To date, evidence has shown health spending has slowed since the ACA’s passage in 2010. However, as ACA coverage expansion provisions are implemented, we are seeing an increase in overall spending, although to an extent, that is to be expected.

The long-term impact of the ACA on health care costs depends on several factors, chief among them whether the law is repealed or stripped down to its bare bones. If Congress continues to punt on the Cadillac Tax and repeals IPAB, the prospect of future cost containment may be bleak."


https://ldi.upenn.edu/brief/effects-...st-containment

"...the implementation of the ACA has coincided with another important development — a slowdown in the rate of increase in national health care spending. From 2010 through 2013, per capita U.S. health care expenditures increased at the historically low rate of 3.2% annually, as compared with 5.6% annually over the previous 10 years.

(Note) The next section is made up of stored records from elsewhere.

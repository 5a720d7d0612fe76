//! Sequential test execution and the console report

use std::future::Future;
use std::pin::Pin;
use std::time::Instant;

use colored::Colorize;

use crate::backend;
use crate::types::{SharedBackendState, TestResult};

pub type TestFuture = Pin<Box<dyn Future<Output = anyhow::Result<()>> + Send>>;

/// A named async check against the running relay
pub struct TestCase {
    pub name: &'static str,
    pub description: &'static str,
    pub run: Box<dyn Fn(TestContext) -> TestFuture + Send + Sync>,
}

/// Everything a case needs: where the relay is and a handle on the mock backend
#[derive(Clone)]
pub struct TestContext {
    pub relay_addr: String,
    pub backend_state: SharedBackendState,
    pub http_client: reqwest::Client,
}

const RULE: &str = "═══════════════════════════════════════════════════";
const THIN_RULE: &str = "───────────────────────────────────────────────────";

/// Run the cases matching `filter` one after another; true when none failed
pub async fn run_tests(cases: Vec<TestCase>, ctx: TestContext, filter: Option<&str>) -> bool {
    let selected: Vec<&TestCase> = cases
        .iter()
        .filter(|case| filter.map_or(true, |f| case.name.contains(f)))
        .collect();

    println!("\n{}", RULE.bright_blue());
    println!("{}", "  bananaphone relay e2e".bright_white().bold());
    println!("{}", RULE.bright_blue());
    println!("  Relay:   {}", ctx.relay_addr.bright_cyan());
    println!("  Cases:   {}\n", selected.len().to_string().bright_cyan());

    let mut results = Vec::with_capacity(selected.len());
    for case in selected {
        backend::reset(&ctx.backend_state);
        results.push(run_case(case, ctx.clone()).await);
    }

    report(&results)
}

async fn run_case(case: &TestCase, ctx: TestContext) -> TestResult {
    print!("  {} {} ... ", "▶".bright_blue(), case.name.bright_white());
    let started = Instant::now();
    let outcome = (case.run)(ctx).await;
    let duration_ms = started.elapsed().as_millis() as u64;

    match outcome {
        Ok(()) => {
            println!("{} ({duration_ms}ms)", "PASS".bright_green().bold());
            TestResult {
                name: case.name.to_string(),
                passed: true,
                error: None,
                duration_ms,
            }
        }
        Err(e) => {
            println!("{} ({duration_ms}ms)", "FAIL".bright_red().bold());
            for (depth, cause) in e.chain().enumerate() {
                let label = if depth == 0 { "Error:" } else { "Caused by:" };
                println!("    {} {}", label.bright_red(), cause);
            }
            TestResult {
                name: case.name.to_string(),
                passed: false,
                error: Some(format!("{:#}", e)),
                duration_ms,
            }
        }
    }
}

/// Summary line plus the names of failed cases
fn report(results: &[TestResult]) -> bool {
    let failed: Vec<&TestResult> = results.iter().filter(|r| !r.passed).collect();
    let total_ms: u64 = results.iter().map(|r| r.duration_ms).sum();

    println!("\n{}", THIN_RULE.bright_blue());
    let summary = format!(
        "  {} passed, {} failed in {}ms",
        results.len() - failed.len(),
        failed.len(),
        total_ms
    );
    if failed.is_empty() {
        println!("{}", summary.bright_green().bold());
    } else {
        println!("{}", summary.bright_red().bold());
        for result in &failed {
            println!("    {} {}", "✗".bright_red(), result.name);
        }
    }
    println!("{}\n", RULE.bright_blue());

    failed.is_empty()
}

pub fn list_tests(cases: &[TestCase]) {
    println!("\n{}", "Available tests:".bright_white().bold());
    for case in cases {
        println!("  {} - {}", case.name.bright_cyan(), case.description);
    }
    println!();
}
//! Bearer token gatekeeping for `/v1` routes

use axum::{
    extract::{Request, State},
    http::{header, HeaderValue, Method, StatusCode},
    middleware::Next,
    response::{IntoResponse, Response},
    Json,
};
use serde_json::json;

use super::server::ProxyState;

const MISSING_KEY: &str = "No API key provided. You must provide a valid API key.";
const INVALID_KEY: &str = "Invalid or missing API key.";

/// Reject requests without a configured bearer token. OPTIONS always passes,
/// and nothing is checked when no keys are configured.
pub async fn require_api_key(State(state): State<ProxyState>, request: Request, next: Next) -> Response {
    let auth = &state.config.auth;
    if request.method() == Method::OPTIONS || !auth.is_enabled() {
        return next.run(request).await;
    }

    let path = request.uri().path().to_string();
    let Some(value) = request.headers().get(header::AUTHORIZATION) else {
        tracing::warn!(path = %path, "Rejected request without API key");
        return unauthorized(MISSING_KEY);
    };

    let authorized = value
        .to_str()
        .ok()
        .and_then(bearer_token)
        .is_some_and(|token| auth.accepts(token));

    if authorized {
        next.run(request).await
    } else {
        tracing::warn!(path = %path, "Rejected request with invalid API key");
        unauthorized(INVALID_KEY)
    }
}

fn bearer_token(value: &str) -> Option<&str> {
    let mut parts = value.split_whitespace();
    let scheme = parts.next()?;
    let token = parts.next()?;
    if !scheme.eq_ignore_ascii_case("bearer") || parts.next().is_some() {
        return None;
    }
    Some(token)
}

fn unauthorized(message: &str) -> Response {
    let mut response = (
        StatusCode::UNAUTHORIZED,
        Json(json!({"error": {"code": "unauthorized", "message": message}})),
    )
        .into_response();
    response
        .headers_mut()
        .insert(header::WWW_AUTHENTICATE, HeaderValue::from_static("Bearer"));
    response
}
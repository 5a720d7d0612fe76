//! Launching and supervising the bananaphone binary under test

use std::ffi::OsString;
use std::net::SocketAddr;
use std::path::{Path, PathBuf};
use std::time::Duration;

use colored::Colorize;
use tokio::process::{Child, Command};
use tokio::time::Instant;

/// Build outputs looked for when no binary is given, release first
const BUILD_OUTPUTS: &[&str] = &["../target/release/bananaphone", "../target/debug/bananaphone"];

const READY_DEADLINE: Duration = Duration::from_secs(15);
const READY_POLL: Duration = Duration::from_millis(150);

/// A relay child process; killed when dropped
pub struct RelayProcess {
    child: Child,
    pub addr: String,
}

impl RelayProcess {
    /// Start `bin` with `config`, overriding its listen port and backend URL
    ///
    /// The YAML supplies everything else (keys, prompt, registry), so the
    /// ports chosen by the runner always win over the ones written there.
    pub fn spawn(bin: &Path, config: &Path, port: u16, backend: SocketAddr) -> anyhow::Result<Self> {
        let args = launch_args(config, port, backend);
        println!(
            "Spawning relay: {} {}",
            bin.display(),
            args.iter().map(|a| a.to_string_lossy()).collect::<Vec<_>>().join(" ")
        );

        let child = Command::new(bin)
            .args(&args)
            .kill_on_drop(true)
            .spawn()
            .map_err(|e| anyhow::anyhow!("Failed to spawn '{}': {}", bin.display(), e))?;

        Ok(Self {
            child,
            addr: format!("127.0.0.1:{}", port),
        })
    }

    /// Poll /health until it answers, failing early if the process exits
    pub async fn wait_ready(&mut self, client: &reqwest::Client) -> anyhow::Result<()> {
        let health = format!("http://{}/health", self.addr);
        let deadline = Instant::now() + READY_DEADLINE;

        while Instant::now() < deadline {
            if let Some(status) = self.child.try_wait()? {
                anyhow::bail!("Relay exited before becoming ready ({})", status);
            }
            if let Ok(resp) = client.get(&health).send().await {
                if resp.status().is_success() {
                    return Ok(());
                }
            }
            tokio::time::sleep(READY_POLL).await;
        }

        anyhow::bail!(
            "Relay at {} not ready after {}s",
            self.addr,
            READY_DEADLINE.as_secs()
        )
    }

    pub async fn stop(mut self) {
        self.child.kill().await.ok();
    }
}

fn launch_args(config: &Path, port: u16, backend: SocketAddr) -> Vec<OsString> {
    vec![
        "--config".into(),
        config.as_os_str().to_owned(),
        "run".into(),
        "--port".into(),
        port.to_string().into(),
        "--backend-url".into(),
        format!("http://{}", backend).into(),
    ]
}

/// First existing build output, or an error telling how to build one
pub fn locate_binary() -> anyhow::Result<PathBuf> {
    let found = BUILD_OUTPUTS.iter().map(Path::new).find(|p| p.exists());
    match found {
        Some(path) => {
            println!("Using relay binary: {}", path.display().to_string().bright_cyan());
            Ok(path.to_path_buf())
        }
        None => Err(anyhow::anyhow!(
            "No relay binary found. Tried: {}\nBuild with: cd .. && cargo build --release",
            BUILD_OUTPUTS.join(", ")
        )),
    }
}
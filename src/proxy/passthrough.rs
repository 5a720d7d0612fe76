//! Backend pass-through routes: model list, OPTIONS relays and favicon

use axum::{
    body::Body,
    extract::{Request, State},
    http::{header, Method, StatusCode},
    response::{IntoResponse, Response},
    Json,
};
use serde_json::{json, Value};

use super::server::ProxyState;
use crate::api::rewrite_model_list;

/// `GET /v1/models`: the backend list with the first id reduced to its bare name
pub async fn list_models(State(state): State<ProxyState>) -> Response {
    let backend = &state.config.backend;
    let mut backend_req = state
        .http_client
        .get(backend.models_url())
        .timeout(backend.timeouts.model_list());
    if let Some(ref api_key) = backend.api_key {
        backend_req = backend_req.header(header::AUTHORIZATION, format!("Bearer {}", api_key));
    }

    let backend_response = match backend_req.send().await {
        Ok(resp) => resp,
        Err(e) => {
            tracing::error!(error = %e, "Failed to retrieve models from backend");
            return (
                StatusCode::BAD_GATEWAY,
                Json(json!({"error": "Failed to retrieve models from the destination API."})),
            )
                .into_response();
        }
    };

    let status = backend_response.status();
    match backend_response.json::<Value>().await {
        Ok(mut list) => {
            rewrite_model_list(&mut list);
            (status, Json(list)).into_response()
        }
        Err(e) => {
            tracing::error!(error = %e, "Backend model list is not JSON");
            (
                StatusCode::BAD_GATEWAY,
                Json(json!({"error": format!("Request error: {}", e)})),
            )
                .into_response()
        }
    }
}

/// OPTIONS on a relayed path: ask the backend and mirror its answer
pub async fn relay_options(State(state): State<ProxyState>, req: Request) -> Response {
    let path = req.uri().path().to_string();
    let backend_url = state.config.backend.endpoint_url(&path);

    tracing::debug!(path = %path, backend_url = %backend_url, "Relaying OPTIONS");

    let mut backend_req = state.http_client.request(Method::OPTIONS, &backend_url);
    for (name, value) in req.headers().iter() {
        if name == header::HOST || name == header::CONTENT_LENGTH || name == header::AUTHORIZATION {
            continue;
        }
        backend_req = backend_req.header(name, value);
    }
    if let Some(ref api_key) = state.config.backend.api_key {
        backend_req = backend_req.header(header::AUTHORIZATION, format!("Bearer {}", api_key));
    }

    let backend_response = match backend_req.send().await {
        Ok(resp) => resp,
        Err(e) => {
            tracing::error!(error = %e, "OPTIONS relay failed");
            return (StatusCode::BAD_GATEWAY, format!("Backend error: {}", e)).into_response();
        }
    };

    mirror(backend_response).await
}

/// `GET /favicon.ico` from the backend, or 404
pub async fn favicon(State(state): State<ProxyState>) -> Response {
    let url = state.config.backend.endpoint_url("/favicon.ico");
    match state
        .http_client
        .get(&url)
        .timeout(state.config.backend.timeouts.model_list())
        .send()
        .await
    {
        Ok(resp) if resp.status().is_success() => mirror(resp).await,
        Ok(resp) => {
            tracing::debug!(status = %resp.status(), "Backend has no favicon");
            StatusCode::NOT_FOUND.into_response()
        }
        Err(e) => {
            tracing::debug!(error = %e, "Favicon fetch failed");
            StatusCode::NOT_FOUND.into_response()
        }
    }
}

/// Copy status, headers and body of a backend response
async fn mirror(backend_response: reqwest::Response) -> Response {
    let status = backend_response.status();
    let headers = backend_response.headers().clone();
    let body = match backend_response.bytes().await {
        Ok(b) => b,
        Err(e) => {
            return (StatusCode::BAD_GATEWAY, format!("Failed to read response: {}", e))
                .into_response();
        }
    };

    let mut response = Response::builder().status(status);
    for (name, value) in headers.iter() {
        // axum sets these for the new body
        if name == header::CONTENT_LENGTH || name == header::TRANSFER_ENCODING {
            continue;
        }
        response = response.header(name, value);
    }

    response.body(Body::from(body)).unwrap_or_else(|e| {
        tracing::error!(error = %e, "Failed to build mirrored response");
        StatusCode::INTERNAL_SERVER_ERROR.into_response()
    })
}
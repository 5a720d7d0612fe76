//! Common test helpers and JSON builders

use serde_json::{json, Value};

// ─── Request builders ────────────────────────────────────────────────────────

/// Build a basic non-streaming chat request
pub fn basic_request(prompt: &str) -> Value {
    json!({
        "model": "whatever-the-ui-picked",
        "messages": [{"role": "user", "content": prompt}],
        "stream": false
    })
}

/// Build a request that carries its own system message
pub fn request_with_system(system: &str, prompt: &str) -> Value {
    json!({
        "model": "whatever-the-ui-picked",
        "messages": [
            {"role": "system", "content": system},
            {"role": "user", "content": prompt}
        ],
        "stream": false
    })
}

// ─── Response builders ────────────────────────────────────────────────────────

/// Build a normal chat completion response from the "backend"
pub fn backend_text_response(model: &str, content: &str) -> String {
    json!({
        "id": "chatcmpl-test001",
        "object": "chat.completion",
        "created": 1700000000,
        "model": model,
        "choices": [{
            "index": 0,
            "message": {
                "role": "assistant",
                "content": content
            },
            "finish_reason": "stop"
        }],
        "usage": {
            "prompt_tokens": 10,
            "completion_tokens": 5,
            "total_tokens": 15
        }
    })
    .to_string()
}

/// One streamed chat chunk payload (without the `data: ` framing)
pub fn chunk_payload(model: &str, content: &str) -> String {
    json!({
        "id": "chatcmpl-stream001",
        "object": "chat.completion.chunk",
        "created": 1700000000,
        "model": model,
        "choices": [{"index": 0, "delta": {"content": content}, "finish_reason": null}]
    })
    .to_string()
}

// ─── Assertion helpers ────────────────────────────────────────────────────────

/// Assert two strings are equal, with context on failure
pub fn assert_eq_str(actual: &str, expected: &str, label: &str) -> anyhow::Result<()> {
    if actual != expected {
        Err(anyhow::anyhow!("{label}: expected {:?} but got {:?}", expected, actual))
    } else {
        Ok(())
    }
}

/// Assert condition is true, with message
pub fn assert_true(cond: bool, msg: &str) -> anyhow::Result<()> {
    if !cond {
        Err(anyhow::anyhow!("{}", msg))
    } else {
        Ok(())
    }
}

/// Assert the relay answered with `expected`
pub fn assert_status(actual: u16, expected: u16) -> anyhow::Result<()> {
    assert_true(actual == expected, &format!("Expected {}, got {}", expected, actual))
}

http://www.nejm.org/doi/full/10.1056...sue&#t=article
 
Old 08-05-2017, 01:58 PM
 
882 posts, read 475,669 times
Reputation: 903
Quote:
Originally Posted by CA4Now View Post
To date, evidence has shown health spending has slowed since the ACA’s passage in 2010. However, as ACA coverage expansion provisions are implemented, we are seeing an increase in overall spending, although to an extent, that is to be expected.

The long-term impact of the ACA on health care costs depends on several factors, chief among them whether the law is repealed or stripped down to its bare bones. If Congress continues to punt on the Cadillac Tax and repeals IPAB, the prospect of future cost containment may be bleak."


https://ldi.upenn.edu/brief/effects-...st-containment

"...the implementation of the ACA has coincided with another important development — a slowdown in the rate of increase in national health care spending. From 2010 through 2013, per capita U.S. health care expenditures increased at the historically low rate of 3.2% annually, as compared with 5.6% annually over the previous 10 years.

MMS: Error
Nonsense!

It merely depends on what propaganda piece you choose to read.

Einsurance individual premiums the year before Obamacare came into effect had individual premiums at $197. In 2014, those premiums jumped to $271 and are now at $393. For families premiums, they had a price of $426 in 2013. In 2014, that price went to $667 and is now at $1021. The essential benefits BS ( which many people did not need) made sure those premiums got cranked up really nice. I'm still amazed at how much disingenuous information is out on the internet.
 
Old 08-05-2017, 02:06 PM
 
Location: So Ca
15,659 posts, read 14,917,746 times
Reputation: 13599
Quote:
Originally Posted by Independentthinking View Post
Nonsense!

It merely depends on what propaganda piece you choose to read.
When you call the New England Journal of Medicine a "propaganda piece," you're really grasping at straws.

Quote:
Originally Posted by Independentthinking View Post
Einsurance individual premiums the year before Obamacare came into effect had individual premiums at $197. In 2014, those premiums jumped to $271 and are now at $393. For families premiums, they had a price of $426 in 2013. In 2014, that price went to $667 and is now at $1021.
Link? Or are you listing figures from your own personal experience?